I love to read. I could spend hours at a bookstore and I am at the library at least twice a month. I haven’t read all of the classics. Who and what defines a classic, anyway? I’ve never read any Jane Austen but I keep meaning to and not because of the movies. Well, maybe because of the movies. I swooned over Wuthering Heights in college and trudged through Dickens but in the end it was a far, far better place that I went.
One of my favorite parts about reading is when I can say to someone “Have you read this? You should read this. Here, let me tell you what this story is about and then you can decide if you want to read this.” I am that person at the shops, at work, sitting next to you at a dinner party who says “That reminds me of an interesting book I just read…” but not in annoying or pedantic way. I don’t apologize for quoting memorable lines and I think that everyone should have at least one favorite book. Mine is To Kill A Mockingbird. I don’t care if you think that’s cliché. I read it when I was 15 and I have been enchanted by it ever since. Hey Boo.
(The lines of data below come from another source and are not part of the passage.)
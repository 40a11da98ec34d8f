//! ShardPipe Core Library
//!
//! Building blocks for the ShardPipe data pipeline.
//! This crate provides:
//! - Chunk metadata records and check status tiers
//! - Keyed and unkeyed hashers (Blake2b, SHA-2) behind a named registry
//! - Reversible processors (compression, AES-GCM encryption, chains)
//! - Reed-Solomon erasure coding with stripe padding
//! - The error group and shared work queue used by every fan-out
//! - Common error handling

pub mod chunk;
pub mod crypto;
pub mod erasure;
pub mod error;
pub mod group;
pub mod processing;

pub use chunk::{CheckStatus, Chunk, ChunkConfig, ObjectRef};
pub use crypto::{hasher_constructor, new_hasher, HashType, Hasher, HasherConstructor};
pub use erasure::{ErasureConfig, ErasureEncoder};
pub use error::{Result, ShardPipeError};
pub use group::{send_or_cancel, shared_channel, spawn_feeder, ErrorGroup, SharedReceiver};
pub use processing::{
    processor_constructor, CompressionMode, CompressionType, EncryptionType, Processor,
    ProcessorConstructor,
};

/// Every data part produced by the erasure codec is a multiple of this many bytes.
/// Changing it breaks compatibility with chunks already stored.
pub const STRIPE_UNIT: usize = 256;

/// Default number of parallel jobs: twice the available hardware parallelism.
pub fn default_job_count() -> usize {
    std::thread::available_parallelism()
        .map(|n| n.get())
        .unwrap_or(1)
        * 2
}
I think that being able to tell a story about what you’ve learned is a little bit like being a very good teacher; you tell just enough to spark an interest or a question or a provocative thought and then you let the person find out on her own what she really thinks. To that end, here is a summary of one of my other favorite books:
Pilot crashes in the desert and has hallucinatory trip about meeting a boy prince who fell in love, protected his love, got lonely, traveled away far and wide to cure loneliness, was amused and disturbed by adults, realized that the love you have for something is what makes it unique, said a couple of things that people always say now and died in a pseudo-messianic way that made the pilot wonder if roses are even ever worth it.
Have you read this? You should.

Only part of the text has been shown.